Our daily round-up of news from the art world
Buffalo’s Albright-Knox Art Gallery raises $103 million in 12 weeks | The Albright-Knox Art Gallery in Buffalo, New York, has announced that it has raised $103 million of the $125 million needed for a planned expansion – in less than 12 weeks. According to the New York Times, the donation has come from LA-based financier Jeffrey Gundlach, who hails from Buffalo. ‘It’s probably the fastest capital campaign in U.S. history,’ says Albright-Knox director Janne Sirén, who described the windfall as a ‘whirlwind’. When the expansion designed by Shohei Shigematsu of OMA, is complete, the museum will be renamed the Buffalo AKG Art Museum. ‘The museum should say Buffalo on it, for goodness sake,’ Gundlach told the NYT. ‘It’s probably the greatest cultural treasure in Buffalo.’
Artist calls for boycott of show at St Louis Contemporary Art Museum | Artist and activist Damon Davis has launched a campaign to boycott an exhibition at the St Louis Contemporary Art Museum on the grounds that it is ‘offensive to black people’, reports the St Louis American. Kelley Walker, the artist behind the show, has been criticised for insensitively appropriating images of racial unrest. ‘Kelley Walker, a white man, takes images of black women, and photos of black people being attacked by police and dogs, and smears toothpaste and chocolate on the images’, Davis wrote in a Facebook post earlier this week. She added. ‘This work is offensive to black people, black women in particular, and the black struggle for freedom that we and our ancestors have been engaging in since this country was founded.’
David Attenborough unveils portrait in Leicester’s New Walk Museum | Sir David Attenborough has unveiled a new portrait by artist Bryan Organ in Leicester’s New Walk Museum, where the veteran broadcaster volunteered as a teenager. The BBC reports that the portrait complements the museum’s likeness of Sir David’s brother, the film director Richard Attenborough. For a little more about Leicester’s art scene, read this.
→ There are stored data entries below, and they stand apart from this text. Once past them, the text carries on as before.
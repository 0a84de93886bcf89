//! Station relief finder server.
//!
//! Answers "where is the nearest station toilet, and how long will it take
//! to get there?" from a static station catalog, optionally refreshed from a
//! live transit-data API, with congestion-aware arrival estimates.

pub mod clock;
pub mod config;
pub mod directory;
pub mod domain;
pub mod engine;
pub mod guidance;
pub mod stations;
pub mod web;
//! Chat-completions guidance client.
//!
//! Sends the trip context to an OpenAI-compatible chat-completions endpoint
//! and asks for a JSON-only answer. The reply is validated by
//! [`parse_reply`](super::reply::parse_reply).

use std::future::Future;
use std::time::Duration;

use reqwest::header::{AUTHORIZATION, HeaderMap, HeaderValue};
use serde::{Deserialize, Serialize};

use super::context::GuidanceContext;
use super::error::GuidanceError;
use super::reply::{Guidance, parse_reply};

/// Default chat-completions endpoint.
const DEFAULT_API_URL: &str = "https://api.openai.com/v1/chat/completions";

/// Default model.
const DEFAULT_MODEL: &str = "gpt-4o-mini";

/// Instructions sent with every request.
const SYSTEM_PROMPT: &str = "You help rail passengers in Tokyo reach a station toilet as fast \
as possible. Answer with JSON only, no prose, matching exactly: \
{\"minutes\": number, \"steps\": string[], \"toilet_info\": string, \"message\": string, \
\"congestion_emoji\": string, \"congestion_level\": number}. Keep the message short and calm.";

/// Produces guidance from a context.
pub trait GuidanceGenerator: Send + Sync {
    fn generate(
        &self,
        ctx: &GuidanceContext,
    ) -> impl Future<Output = Result<Guidance, GuidanceError>> + Send;
}

/// Configuration for the chat guidance client.
#[derive(Debug, Clone)]
pub struct GuidanceConfig {
    /// Bearer token for the API
    pub api_key: String,
    /// Chat-completions endpoint
    pub api_url: String,
    /// Model name
    pub model: String,
    /// Request timeout in seconds
    pub timeout_secs: u64,
}

impl GuidanceConfig {
    /// Create a new config with the given API key.
    pub fn new(api_key: impl Into<String>) -> Self {
        Self {
            api_key: api_key.into(),
            api_url: DEFAULT_API_URL.to_string(),
            model: DEFAULT_MODEL.to_string(),
            timeout_secs: 20,
        }
    }

    /// Set a custom endpoint.
    pub fn with_api_url(mut self, url: impl Into<String>) -> Self {
        self.api_url = url.into();
        self
    }

    /// Set the model.
    pub fn with_model(mut self, model: impl Into<String>) -> Self {
        self.model = model.into();
        self
    }

    /// Set request timeout.
    pub fn with_timeout(mut self, secs: u64) -> Self {
        self.timeout_secs = secs;
        self
    }
}

#[derive(Debug, Serialize)]
struct ChatRequest<'a> {
    model: &'a str,
    messages: [ChatMessage<'a>; 2],
    response_format: ResponseFormat,
    temperature: f32,
}

#[derive(Debug, Serialize)]
struct ChatMessage<'a> {
    role: &'static str,
    content: &'a str,
}

#[derive(Debug, Serialize)]
struct ResponseFormat {
    #[serde(rename = "type")]
    kind: &'static str,
}

#[derive(Debug, Deserialize)]
struct ChatResponse {
    choices: Vec<Choice>,
}

#[derive(Debug, Deserialize)]
struct Choice {
    message: ReplyMessage,
}

#[derive(Debug, Deserialize)]
struct ReplyMessage {
    content: Option<String>,
}

/// Guidance client for an OpenAI-compatible API.
#[derive(Debug, Clone)]
pub struct ChatGuidanceClient {
    http: reqwest::Client,
    api_url: String,
    model: String,
}

impl ChatGuidanceClient {
    /// Create a new client.
    pub fn new(config: GuidanceConfig) -> Result<Self, GuidanceError> {
        if config.api_key.trim().is_empty() {
            return Err(GuidanceError::NotConfigured);
        }

        let mut headers = HeaderMap::new();
        let bearer = HeaderValue::from_str(&format!("Bearer {}", config.api_key))
            .map_err(|_| GuidanceError::Invalid("API key is not a valid header value"))?;
        headers.insert(AUTHORIZATION, bearer);

        let http = reqwest::Client::builder()
            .default_headers(headers)
            .timeout(Duration::from_secs(config.timeout_secs))
            .build()?;

        Ok(Self {
            http,
            api_url: config.api_url,
            model: config.model,
        })
    }

    /// Ask the API for guidance.
    pub async fn generate(&self, ctx: &GuidanceContext) -> Result<Guidance, GuidanceError> {
        let prompt = ctx.prompt();
        let request = ChatRequest {
            model: &self.model,
            messages: [
                ChatMessage {
                    role: "system",
                    content: SYSTEM_PROMPT,
                },
                ChatMessage {
                    role: "user",
                    content: &prompt,
                },
            ],
            response_format: ResponseFormat {
                kind: "json_object",
            },
            temperature: 0.3,
        };

        let response = self.http.post(&self.api_url).json(&request).send().await?;
        let status = response.status();

        if !status.is_success() {
            let body = response.text().await.unwrap_or_default();
            return Err(GuidanceError::Api {
                status: status.as_u16(),
                message: body.chars().take(200).collect(),
            });
        }

        let body = response.text().await?;
        let chat: ChatResponse = serde_json::from_str(&body).map_err(|e| GuidanceError::Json {
            message: e.to_string(),
        })?;

        let content = chat
            .choices
            .into_iter()
            .next()
            .and_then(|c| c.message.content)
            .ok_or(GuidanceError::EmptyReply)?;

        parse_reply(&content)
    }
}

impl GuidanceGenerator for ChatGuidanceClient {
    fn generate(
        &self,
        ctx: &GuidanceContext,
    ) -> impl Future<Output = Result<Guidance, GuidanceError>> + Send {
        ChatGuidanceClient::generate(self, ctx)
    }
}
Recommended reading | In the Guardian, Jonathan Jones hails the Whitechapel Gallery’s William Kentridge show as a ‘dazzling cinematic montage of modern times’, claiming that it is ‘the most convincing attempt […] by an artist of this century to meditate on the history of the last’. For a less celebratory start to the weekend, look to ArtNews, where Andrew Russeth breathes highly quotable fire on Thomas Heatherwick’s ‘Vessel’, a proposed monument in Manhattan’s Hudson Yards development. Russeth describes the renders for Heatherwick’s project as ‘ugly, boring, and largely pointless’, and argues that the $150million needed to construct it would be better spent on New York’s public arts funding. Russeth says: ‘It is a vessel for consumerism, for empty showmanship, and for all of the shallowness and superficiality that real art aims to counteract.’ Stirring stuff.